Problem to solve ▸
Those lines of the data that hold the word "kick" are to be copied out.
*** Opening Exercise data ***
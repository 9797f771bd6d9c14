use serde::{Deserialize, Serialize};
use serde_json::Value;

/// A single entity record as held in the read cache. The `id` field carries identity.
pub type Record = serde_json::Map<String, Value>;

/// Domain-change notification as it arrives over the event stream.
///
/// Routed by `event_type`, filtered by `scope_id` (household, list or user
/// depending on the event family). Never mutated after receipt.
#[derive(Clone, Debug, PartialEq, Serialize, Deserialize)]
#[serde(rename_all = "camelCase")]
pub struct EventEnvelope {
    #[serde(rename = "type")]
    pub event_type: String,
    pub scope_id: String,
    #[serde(default)]
    pub payload: Value,
}

impl EventEnvelope {
    pub fn new(event_type: impl Into<String>, scope_id: impl Into<String>, payload: Value) -> Self {
        Self {
            event_type: event_type.into(),
            scope_id: scope_id.into(),
            payload,
        }
    }

    /// Known event type, if the name is one the sync layer understands.
    pub fn kind(&self) -> Option<EventType> {
        EventType::parse(&self.event_type)
    }

    /// Decode the payload as an item add/update/delete payload.
    pub fn item_payload(&self) -> Result<ItemEventPayload, PayloadError> {
        ItemEventPayload::from_value(&self.payload)
    }
}

/// Event names consumed by the synchronizers.
#[derive(Clone, Copy, Debug, PartialEq, Eq, Hash)]
pub enum EventType {
    ItemAdded,
    ItemUpdated,
    ItemDeleted,
    ShoppingListItemAdded,
    ShoppingListItemUpdated,
    ShoppingListItemDeleted,
    NotificationNew,
}

impl EventType {
    pub const ALL: [EventType; 7] = [
        Self::ItemAdded,
        Self::ItemUpdated,
        Self::ItemDeleted,
        Self::ShoppingListItemAdded,
        Self::ShoppingListItemUpdated,
        Self::ShoppingListItemDeleted,
        Self::NotificationNew,
    ];

    pub fn as_str(self) -> &'static str {
        match self {
            Self::ItemAdded => "item.added",
            Self::ItemUpdated => "item.updated",
            Self::ItemDeleted => "item.deleted",
            Self::ShoppingListItemAdded => "shoppinglist.item.added",
            Self::ShoppingListItemUpdated => "shoppinglist.item.updated",
            Self::ShoppingListItemDeleted => "shoppinglist.item.deleted",
            Self::NotificationNew => "notification.new",
        }
    }

    pub fn parse(name: &str) -> Option<Self> {
        Self::ALL.into_iter().find(|t| t.as_str() == name)
    }
}

impl std::fmt::Display for EventType {
    fn fmt(&self, f: &mut std::fmt::Formatter<'_>) -> std::fmt::Result {
        f.write_str(self.as_str())
    }
}

/// `{ itemId, item? }` for add/update, `{ itemId }` for delete.
///
/// Decoded with [`from_value`](Self::from_value); unknown payload fields are ignored.
#[derive(Clone, Debug, PartialEq, Serialize)]
#[serde(rename_all = "camelCase")]
pub struct ItemEventPayload {
    pub item_id: String,
    #[serde(skip_serializing_if = "Option::is_none")]
    pub item: Option<Record>,
}

/// Keys that may carry the entity id, highest precedence first.
const ID_KEYS: [&str; 3] = ["itemId", "notificationId", "id"];

#[derive(Debug, thiserror::Error, PartialEq, Eq)]
pub enum PayloadError {
    #[error("payload is not a JSON object")]
    NotAnObject,
    #[error("payload has no itemId")]
    MissingId,
    #[error("payload field `{0}` is not a string")]
    InvalidId(&'static str),
    #[error("payload has an empty itemId")]
    EmptyId,
    #[error("payload field `item` is not an object")]
    InvalidItem,
}

impl ItemEventPayload {
    pub fn from_value(value: &Value) -> Result<Self, PayloadError> {
        let object = value.as_object().ok_or(PayloadError::NotAnObject)?;

        let (key, raw_id) = ID_KEYS
            .iter()
            .find_map(|key| object.get(*key).map(|v| (*key, v)))
            .ok_or(PayloadError::MissingId)?;
        let item_id = raw_id.as_str().ok_or(PayloadError::InvalidId(key))?;
        if item_id.is_empty() {
            return Err(PayloadError::EmptyId);
        }

        let item = match object.get("item") {
            None | Some(Value::Null) => None,
            Some(Value::Object(fields)) => Some(fields.clone()),
            Some(_) => return Err(PayloadError::InvalidItem),
        };

        Ok(Self {
            item_id: item_id.to_string(),
            item,
        })
    }

    /// Full record for insertion: the attached fields with `id` forced to `item_id`.
    pub fn to_record(&self) -> Record {
        let mut record = self.item.clone().unwrap_or_default();
        let _ = record.insert("id".into(), Value::String(self.item_id.clone()));
        record
    }
}
use std::sync::atomic::{AtomicI64, Ordering};
use std::sync::Arc;
use std::time::Duration;

use axum::extract::ws::{Message as WsMessage, WebSocket};
use chrono::{DateTime, Utc};
use dashmap::DashMap;
use futures::{SinkExt, StreamExt};
use pantry_core::{Audience, ClientId, Delivery, HouseholdId, ServerFrame, UserId};
use tokio::sync::mpsc;

/// Queued for a client's writer task.
#[derive(Clone, Debug, PartialEq, Eq)]
pub enum Outgoing {
    Text(String),
    /// Send a close frame and end the connection.
    Close,
}

/// A connected WebSocket client.
pub struct Client {
    pub id: ClientId,
    /// Set by a successful `hello`.
    pub user_id: Option<UserId>,
    /// Set by `join`, cleared by `leave`.
    pub household_id: Option<HouseholdId>,
    pub connected_at: DateTime<Utc>,
    tx: mpsc::Sender<Outgoing>,
    last_seen_ms: AtomicI64,
}

impl Client {
    fn new(id: ClientId, tx: mpsc::Sender<Outgoing>) -> Self {
        let now = Utc::now();
        Self {
            id,
            user_id: None,
            household_id: None,
            connected_at: now,
            tx,
            last_seen_ms: AtomicI64::new(now.timestamp_millis()),
        }
    }

    pub fn record_activity(&self) {
        self.last_seen_ms
            .store(Utc::now().timestamp_millis(), Ordering::Relaxed);
    }

    pub fn is_alive(&self, timeout: Duration) -> bool {
        let silent_ms = Utc::now().timestamp_millis() - self.last_seen_ms.load(Ordering::Relaxed);
        silent_ms < i64::try_from(timeout.as_millis()).unwrap_or(i64::MAX)
    }

    fn enqueue(&self, text: &str) -> bool {
        match self.tx.try_send(Outgoing::Text(text.to_string())) {
            Ok(()) => true,
            Err(mpsc::error::TrySendError::Full(_)) => {
                tracing::warn!(
                    client_id = %self.id,
                    msg_len = text.len(),
                    "send queue full, dropping message"
                );
                false
            }
            Err(mpsc::error::TrySendError::Closed(_)) => false,
        }
    }
}

/// Registry of all connected WebSocket clients.
pub struct ClientRegistry {
    clients: DashMap<ClientId, Client>,
    max_send_queue: usize,
    client_timeout: Duration,
}

impl ClientRegistry {
    pub fn new(max_send_queue: usize, client_timeout: Duration) -> Self {
        Self {
            clients: DashMap::new(),
            max_send_queue: max_send_queue.max(1),
            client_timeout,
        }
    }

    /// Register a new client and return its id and outbound queue.
    pub fn register(&self) -> (ClientId, mpsc::Receiver<Outgoing>) {
        let id = ClientId::new();
        let (tx, rx) = mpsc::channel(self.max_send_queue);
        let _ = self.clients.insert(id.clone(), Client::new(id.clone(), tx));
        (id, rx)
    }

    /// Remove a client. Dropping its sender ends the writer task.
    pub fn unregister(&self, id: &ClientId) -> bool {
        self.clients.remove(id).is_some()
    }

    pub fn set_user(&self, id: &ClientId, user_id: UserId) {
        if let Some(mut client) = self.clients.get_mut(id) {
            client.user_id = Some(user_id);
        }
    }

    pub fn user_of(&self, id: &ClientId) -> Option<UserId> {
        self.clients.get(id).and_then(|c| c.user_id.clone())
    }

    pub fn household_of(&self, id: &ClientId) -> Option<HouseholdId> {
        self.clients.get(id).and_then(|c| c.household_id.clone())
    }

    /// Move the client into `household_id`'s room, leaving any previous one.
    pub fn join(&self, id: &ClientId, household_id: HouseholdId) -> bool {
        match self.clients.get_mut(id) {
            Some(mut client) => {
                client.household_id = Some(household_id);
                true
            }
            None => false,
        }
    }

    pub fn leave(&self, id: &ClientId) -> Option<HouseholdId> {
        self.clients.get_mut(id).and_then(|mut c| c.household_id.take())
    }

    pub fn record_activity(&self, id: &ClientId) {
        if let Some(client) = self.clients.get(id) {
            client.record_activity();
        }
    }

    /// Queue a message for one client. Drops it if the queue is full.
    pub fn send_to(&self, id: &ClientId, message: &str) -> bool {
        self.clients.get(id).is_some_and(|c| c.enqueue(message))
    }

    pub fn send_frame(&self, id: &ClientId, frame: &ServerFrame) -> bool {
        match frame.to_json() {
            Ok(json) => self.send_to(id, &json),
            Err(error) => {
                tracing::error!(client_id = %id, error = %error, "failed to encode frame");
                false
            }
        }
    }

    /// Send to every client in the household room. Returns how many were queued.
    pub fn broadcast_to_household(&self, household_id: &HouseholdId, message: &str) -> usize {
        self.clients
            .iter()
            .filter(|c| c.household_id.as_ref() == Some(household_id))
            .filter(|c| c.enqueue(message))
            .count()
    }

    /// Send to every connection authenticated as `user_id`, joined or not.
    pub fn send_to_user(&self, user_id: &UserId, message: &str) -> usize {
        self.clients
            .iter()
            .filter(|c| c.user_id.as_ref() == Some(user_id))
            .filter(|c| c.enqueue(message))
            .count()
    }

    /// Fan an envelope out to its audience as an `event` frame.
    pub fn deliver(&self, delivery: &Delivery) -> usize {
        let json = match ServerFrame::Event(delivery.envelope.clone()).to_json() {
            Ok(json) => json,
            Err(error) => {
                tracing::error!(error = %error, "failed to encode event frame");
                return 0;
            }
        };
        let delivered = match &delivery.audience {
            Audience::Household(household_id) => self.broadcast_to_household(household_id, &json),
            Audience::User(user_id) => self.send_to_user(user_id, &json),
        };
        tracing::debug!(
            event_type = %delivery.envelope.event_type,
            scope_id = %delivery.envelope.scope_id,
            delivered,
            "event delivered"
        );
        delivered
    }

    pub fn count(&self) -> usize {
        self.clients.len()
    }

    pub fn clients_in_household(&self, household_id: &HouseholdId) -> Vec<ClientId> {
        self.clients
            .iter()
            .filter(|c| c.household_id.as_ref() == Some(household_id))
            .map(|c| c.id.clone())
            .collect()
    }

    /// Ask a client's writer to close the socket.
    pub fn kick(&self, id: &ClientId) -> bool {
        self.clients
            .get(id)
            .is_some_and(|c| c.tx.try_send(Outgoing::Close).is_ok())
    }

    /// Close every connection, e.g. on shutdown.
    pub fn disconnect_all(&self) -> usize {
        self.clients
            .iter()
            .filter(|c| c.tx.try_send(Outgoing::Close).is_ok())
            .count()
    }

    /// Remove clients that have been silent longer than the client timeout.
    pub fn cleanup_dead_clients(&self) -> usize {
        let dead: Vec<ClientId> = self
            .clients
            .iter()
            .filter(|c| !c.is_alive(self.client_timeout))
            .map(|c| c.id.clone())
            .collect();

        for id in &dead {
            let _ = self.unregister(id);
            tracing::info!(client_id = %id, "cleaned up dead client");
        }
        dead.len()
    }
}

/// Drive one WebSocket: a writer forwarding queued messages plus periodic
/// pings, and a reader forwarding text frames to `on_message`.
pub async fn handle_ws_connection(
    socket: WebSocket,
    client_id: ClientId,
    mut rx: mpsc::Receiver<Outgoing>,
    registry: Arc<ClientRegistry>,
    on_message: mpsc::Sender<(ClientId, String)>,
    heartbeat_interval: Duration,
) {
    let (mut ws_tx, mut ws_rx) = socket.split();

    let writer_cid = client_id.clone();
    let mut writer = tokio::spawn(async move {
        let mut ping_interval = tokio::time::interval(heartbeat_interval);
        let _ = ping_interval.tick().await;

        loop {
            tokio::select! {
                msg = rx.recv() => match msg {
                    Some(Outgoing::Text(text)) => {
                        if ws_tx.send(WsMessage::Text(text.into())).await.is_err() {
                            break;
                        }
                    }
                    Some(Outgoing::Close) | None => {
                        let _ = ws_tx.send(WsMessage::Close(None)).await;
                        break;
                    }
                },
                _ = ping_interval.tick() => {
                    if ws_tx.send(WsMessage::Ping(Vec::new().into())).await.is_err() {
                        break;
                    }
                    tracing::trace!(client_id = %writer_cid, "sent ping");
                }
            }
        }
    });

    let reader_cid = client_id.clone();
    let reader_registry = Arc::clone(&registry);
    let mut reader = tokio::spawn(async move {
        while let Some(Ok(msg)) = ws_rx.next().await {
            reader_registry.record_activity(&reader_cid);
            match msg {
                WsMessage::Text(text) => {
                    if on_message
                        .send((reader_cid.clone(), text.as_str().to_owned()))
                        .await
                        .is_err()
                    {
                        break;
                    }
                }
                WsMessage::Close(_) => break,
                _ => {}
            }
        }
    });

    tokio::select! {
        _ = &mut writer => reader.abort(),
        _ = &mut reader => writer.abort(),
    }

    let _ = registry.unregister(&client_id);
    tracing::info!(client_id = %client_id, "client disconnected");
}

/// Periodically drop clients that stopped answering pings.
pub fn start_cleanup_task(
    registry: Arc<ClientRegistry>,
    interval: Duration,
) -> tokio::task::JoinHandle<()> {
    tokio::spawn(async move {
        let mut ticker = tokio::time::interval(interval);
        loop {
            let _ = ticker.tick().await;
            let removed = registry.cleanup_dead_clients();
            if removed > 0 {
                tracing::info!(removed, "dead client cleanup");
            }
        }
    })
}

#[cfg(test)]
mod tests {
    use super::*;
    use pantry_core::EventEnvelope;
    use serde_json::json;

    fn registry(queue: usize) -> ClientRegistry {
        ClientRegistry::new(queue, Duration::from_secs(90))
    }

    #[test]
    fn register_and_unregister() {
        let registry = registry(32);
        assert_eq!(registry.count(), 0);

        let (id1, _rx1) = registry.register();
        let (id2, _rx2) = registry.register();
        assert_ne!(id1, id2);
        assert!(id1.as_str().starts_with("client_"));
        assert_eq!(registry.count(), 2);

        assert!(registry.unregister(&id1));
        assert!(!registry.unregister(&id1));
        assert_eq!(registry.count(), 1);
        assert!(registry.unregister(&id2));
        assert_eq!(registry.count(), 0);
    }

    #[test]
    fn join_and_leave_household() {
        let registry = registry(32);
        let (id, _rx) = registry.register();
        let hh = HouseholdId::from("H1");

        assert!(registry.join(&id, hh.clone()));
        assert_eq!(registry.household_of(&id), Some(hh.clone()));
        assert_eq!(registry.clients_in_household(&hh), vec![id.clone()]);

        assert_eq!(registry.leave(&id), Some(hh.clone()));
        assert!(registry.clients_in_household(&hh).is_empty());
    }

    #[test]
    fn broadcast_reaches_only_household_members() {
        let registry = registry(32);
        let (id1, mut rx1) = registry.register();
        let (id2, mut rx2) = registry.register();
        let (_id3, mut rx3) = registry.register();
        registry.join(&id1, HouseholdId::from("H1"));
        registry.join(&id2, HouseholdId::from("H2"));

        assert_eq!(registry.broadcast_to_household(&HouseholdId::from("H1"), "hello"), 1);
        assert_eq!(rx1.try_recv().unwrap(), Outgoing::Text("hello".into()));
        assert!(rx2.try_recv().is_err());
        assert!(rx3.try_recv().is_err());
    }

    #[test]
    fn user_delivery_ignores_household() {
        let registry = registry(32);
        let (id1, mut rx1) = registry.register();
        let (id2, mut rx2) = registry.register();
        registry.set_user(&id1, UserId::from_raw("U1"));
        registry.set_user(&id2, UserId::from_raw("U2"));
        registry.join(&id2, HouseholdId::from("H1"));

        let delivery = Delivery::user(
            UserId::from_raw("U1"),
            EventEnvelope::new("notification.new", "U1", json!({"notificationId": "N1"})),
        );
        assert_eq!(registry.deliver(&delivery), 1);

        let Outgoing::Text(text) = rx1.try_recv().unwrap() else {
            panic!("expected text");
        };
        let frame: ServerFrame = serde_json::from_str(&text).unwrap();
        assert_eq!(frame.kind(), "event");
        assert!(rx2.try_recv().is_err());
    }

    #[test]
    fn full_queue_drops() {
        let registry = registry(2);
        let (id, _rx) = registry.register();

        assert!(registry.send_to(&id, "msg1"));
        assert!(registry.send_to(&id, "msg2"));
        assert!(!registry.send_to(&id, "msg3"));
    }

    #[test]
    fn send_to_unknown_client() {
        let registry = registry(32);
        assert!(!registry.send_to(&ClientId::new(), "test"));
        assert!(!registry.kick(&ClientId::new()));
    }

    #[test]
    fn disconnect_all_queues_close() {
        let registry = registry(32);
        let (_a, mut rx_a) = registry.register();
        let (_b, mut rx_b) = registry.register();
        assert_eq!(registry.disconnect_all(), 2);
        assert_eq!(rx_a.try_recv().unwrap(), Outgoing::Close);
        assert_eq!(rx_b.try_recv().unwrap(), Outgoing::Close);
    }

    #[test]
    fn cleanup_removes_silent_clients() {
        let registry = registry(32);
        let (id, _rx) = registry.register();
        let (_fresh, _rx2) = registry.register();

        if let Some(client) = registry.clients.get(&id) {
            client.last_seen_ms.store(0, Ordering::Relaxed);
        }

        assert_eq!(registry.cleanup_dead_clients(), 1);
        assert_eq!(registry.count(), 1);
        assert!(registry.user_of(&id).is_none());
    }

    #[test]
    fn activity_keeps_client_alive() {
        let (tx, _rx) = mpsc::channel(1);
        let client = Client::new(ClientId::new(), tx);
        client.last_seen_ms.store(0, Ordering::Relaxed);
        assert!(!client.is_alive(Duration::from_secs(90)));
        client.record_activity();
        assert!(client.is_alive(Duration::from_secs(90)));
    }
}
*** Closing Exercise data ***
Response to this task ▸
    pub fn kick(&self, id: &ClientId) -> bool {
        assert!(!registry.kick(&ClientId::new()));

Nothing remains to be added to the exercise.